Racconta lo stesso Livio che l'Urbe fu inondata dal panico.
Scrive Tito Livio:
Dal canto loro, i Galli, quando seppero del provocatorio onore
fatto ai violatori del diritto delle genti e del nessun conto che
si era avuto della loro ambasceria, furenti di ira, che quella gente
non sa dominare, tosto levarono il campo e con rapida marcia si
incamminarono........ Tutto, davanti e all'intorno, era ormai occupato
dai nemici, e quella gente per istinto portata a inutili schiamazzi
faceva rintronare orrendamente la regione di canti selvaggi e di
urli strani (V, 37).
Tanto non solo la fortuna, ma anche l'abilità tattica stava
dalla parte dei barbari (V, 38)
La notizia mise in agitazione il Senato, che fece un ricorso alla
leva generale "tumultus", per cercare di fermare l'invasione
gallica, ponendo uno sbarramento sul corso dell'Alia, un piccolo
affluente del Tevere. Venne nominato in fretta dittatore M. FURIO
CAMILLO (forse, sulla sua figura essitono molti dubbi).
Ma l'esercito romano, venne rapidamente sbaragliato ed i soldati
scapparono, forse impauriti dall'aspetto insolito e particolarmente
feroce dei loro avversari.
Stando agli storici antichi, questi guerrieri alti, biondi e incredibilmente
forti avevano il costume di lottare in modo furioso, nudi, quasi
fossero posseduti da una furia soprannaturale, una forza magica,
o meglio divina, che li possedeva, e terrorizzavano i nemici urlando,
picchiando le spade con gli scudi, suonando trombe da guerra che
emettevano suoni terrificanti, e cantando canti selvaggi.
Fu sull'Allia dunque, un fiumiciattolo a undici miglia dalla città,
che i tribuni militari romani approntarono alla meglio e in fretta
le difese. Fu costruito un terrapieno che doveva servire come luogo
di avvistamento e come base per le riserve, alla sinistra del quale
erano schierate le truppe. Se si fosse riusciti ad attirare i Celti,
li si sarebbe potuti accerchiare facilmente e averne ragione in
breve tempo. Ma Brenno, anziché attaccare il grosso dell'esercito,
si gettò coi suoi sull'altura, investendo le riserve lì
appostate e costringendole ad unirsi al resto delle truppe schierate
sulla riva dell'Allia. I legionari iniziarono a fuggire senza nemmeno
combattere; molti annegarono nel tentativo di attraversare il Tevere,
ma i più furono raggiunti dal furore dei "barbari".

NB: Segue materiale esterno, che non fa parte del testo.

//! Graph nodes. The `dependencies`/`dependents` vectors are denormalised caches of
//! the edge table, kept sorted so that serialisation is deterministic; the adjacency
//! and reverse-index mappings on the graph are the canonical relation.

use overseer_core::identifier::TaskId;
use overseer_core::task::Task;

/// One task inside a dependency graph
#[derive(Debug, Clone, PartialEq, Serialize, Deserialize)]
#[serde(rename_all = "camelCase")]
pub struct TaskNode {
    pub task: Task,
    /// Tasks this node waits on, sorted
    #[serde(default)]
    pub dependencies: Vec<TaskId>,
    /// Tasks waiting on this node, sorted
    #[serde(default)]
    pub dependents: Vec<TaskId>,
    /// Set by the latest critical-path analysis
    #[serde(default)]
    pub critical_path: bool,
}

impl TaskNode {
    pub fn new(task: Task) -> Self {
        Self {
            task,
            dependencies: vec![],
            dependents: vec![],
            critical_path: false,
        }
    }

    pub(crate) fn add_dependency(&mut self, id: TaskId) {
        insert_sorted(&mut self.dependencies, id);
    }

    pub(crate) fn add_dependent(&mut self, id: TaskId) {
        insert_sorted(&mut self.dependents, id);
    }

    pub(crate) fn remove_dependency(&mut self, id: &TaskId) {
        self.dependencies.retain(|d| d != id);
    }

    pub(crate) fn remove_dependent(&mut self, id: &TaskId) {
        self.dependents.retain(|d| d != id);
    }
}

fn insert_sorted(list: &mut Vec<TaskId>, id: TaskId) {
    if let Err(index) = list.binary_search(&id) {
        list.insert(index, id);
    }
}

#[cfg(test)]
mod tests {
    use super::*;
    use overseer_core::identifier::ProjectId;

    #[test]
    fn denormalised_lists_stay_sorted_and_unique() {
        let task = Task::new(
            TaskId::new("t").unwrap(),
            ProjectId::new("p").unwrap(),
            "t",
            1.0,
        )
        .unwrap();
        let mut node = TaskNode::new(task);
        node.add_dependency(TaskId::new("z").unwrap());
        node.add_dependency(TaskId::new("a").unwrap());
        node.add_dependency(TaskId::new("z").unwrap());
        assert_eq!(
            node.dependencies,
            vec![TaskId::new("a").unwrap(), TaskId::new("z").unwrap()]
        );
        node.remove_dependency(&TaskId::new("a").unwrap());
        assert_eq!(node.dependencies.len(), 1);
    }
}
//! Append-only audit ring. Bounded in memory; a daily GC drops events older than the
//! retention window.

use crate::clock;
use crate::config::AuditConfig;
use parking_lot::Mutex;
use std::collections::{BTreeMap, VecDeque};

const SECONDS_PER_DAY: u64 = 86_400;

/// How serious an audited event is. Everything above `Medium` is also published on
/// the event bus.
#[derive(
    Debug, Copy, Clone, PartialEq, Eq, PartialOrd, Ord, Serialize, Deserialize, strum_macros::Display,
)]
#[serde(rename_all = "lowercase")]
#[strum(serialize_all = "lowercase")]
pub enum AuditSeverity {
    Low,
    Medium,
    High,
    Critical,
}

/// One audited event
#[derive(Debug, Clone, PartialEq, Serialize, Deserialize)]
#[serde(rename_all = "camelCase")]
pub struct AuditEvent {
    pub id: String,
    pub timestamp: String,
    pub unix_time: u64,
    pub event_type: String,
    pub severity: AuditSeverity,
    pub action: String,
    pub result: String,
    #[serde(default, skip_serializing_if = "BTreeMap::is_empty")]
    pub details: BTreeMap<String, String>,
}

impl AuditEvent {
    pub fn new(
        event_type: impl Into<String>,
        severity: AuditSeverity,
        action: impl Into<String>,
        result: impl Into<String>,
    ) -> Self {
        Self {
            id: uuid::Uuid::new_v4().to_string(),
            timestamp: clock::now_rfc3339(),
            unix_time: clock::unix_seconds(),
            event_type: event_type.into(),
            severity,
            action: action.into(),
            result: result.into(),
            details: BTreeMap::new(),
        }
    }

    pub fn with_detail(mut self, key: impl Into<String>, value: impl Into<String>) -> Self {
        self.details.insert(key.into(), value.into());
        self
    }
}

/// The bounded event ring
pub struct AuditLog {
    events: Mutex<VecDeque<AuditEvent>>,
    max_events: usize,
    retention_days: u32,
}

impl AuditLog {
    pub fn new(config: &AuditConfig) -> Self {
        Self {
            events: Mutex::new(VecDeque::new()),
            max_events: config.max_events.max(1),
            retention_days: config.retention_days,
        }
    }

    /// Append an event, evicting the oldest when the ring is full
    pub fn record(&self, event: AuditEvent) {
        let mut events = self.events.lock();
        if events.len() == self.max_events {
            events.pop_front();
        }
        events.push_back(event);
    }

    /// The most recent `n` events, newest last
    pub fn recent(&self, n: usize) -> Vec<AuditEvent> {
        let events = self.events.lock();
        events.iter().rev().take(n).rev().cloned().collect()
    }

    pub fn len(&self) -> usize {
        self.events.lock().len()
    }

    pub fn is_empty(&self) -> bool {
        self.events.lock().is_empty()
    }

    /// Drop events older than the retention window, returning how many were dropped
    pub fn gc(&self) -> usize {
        let cutoff = clock::unix_seconds()
            .saturating_sub(u64::from(self.retention_days) * SECONDS_PER_DAY);
        let mut events = self.events.lock();
        let before = events.len();
        events.retain(|event| event.unix_time >= cutoff);
        before - events.len()
    }
}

Solo i soldati dell'ala più esterna riuscirono a salvarsi,
ritirandosi in parte a Veio, e in parte battendo a rotta di collo
verso Roma.
Era il 18 luglio del 387 a.C. (o 390 a.C. secondo altre fonti),
data che da quel momento in poi verrà tradizionalmente ritenuta
nefasta nel calendario romano. Il Dies Alliensis, , il giorno della
battaglia sul fiume Allia, fu segnato sul calendario come giorno
nefasto per antonomasia e avrebbe accompagnato i Romani antichi
per tutto il corso della loro storia
Molti di loro si rifugiarono a Veio oppure a Cere dove si unirono
ad una parte della popolazione romana, che presa dal panico, aveva
già abbandonato la città.
Brenno e i suoi tuttavia non seppero sfruttare la vittoria: invece
di incalzare i Romani in città e annientarli, si dedicarono
secondo il loro costume a celebrare la vittoria tra canti e banchetti.
A Roma arrivarono solo tre giorni dopo, e la trovarono immersa in
un silenzio spettrale. Tutti gli abitanti della città si
erano trincerati sul Campidoglio; erano rimasti solo alcuni dei
vecchi patrizi che, non essendo in grado di affrontare la battaglia,
avevano deciso di morire dignitosamente seduti sui loro scranni,
avvolti nelle loro toghe più preziose
I galli non trovarono dunque la benchè minima resistenza
ed in poco tempo raggiunsero le mura di Roma, che trovarono completamente
sguarnite.
Nel corso dell'assedio, nella città si sviluppò un
grande incendio che bruciò gran parte delle abitazioni, che
allora erano in legno con tetti di paglia.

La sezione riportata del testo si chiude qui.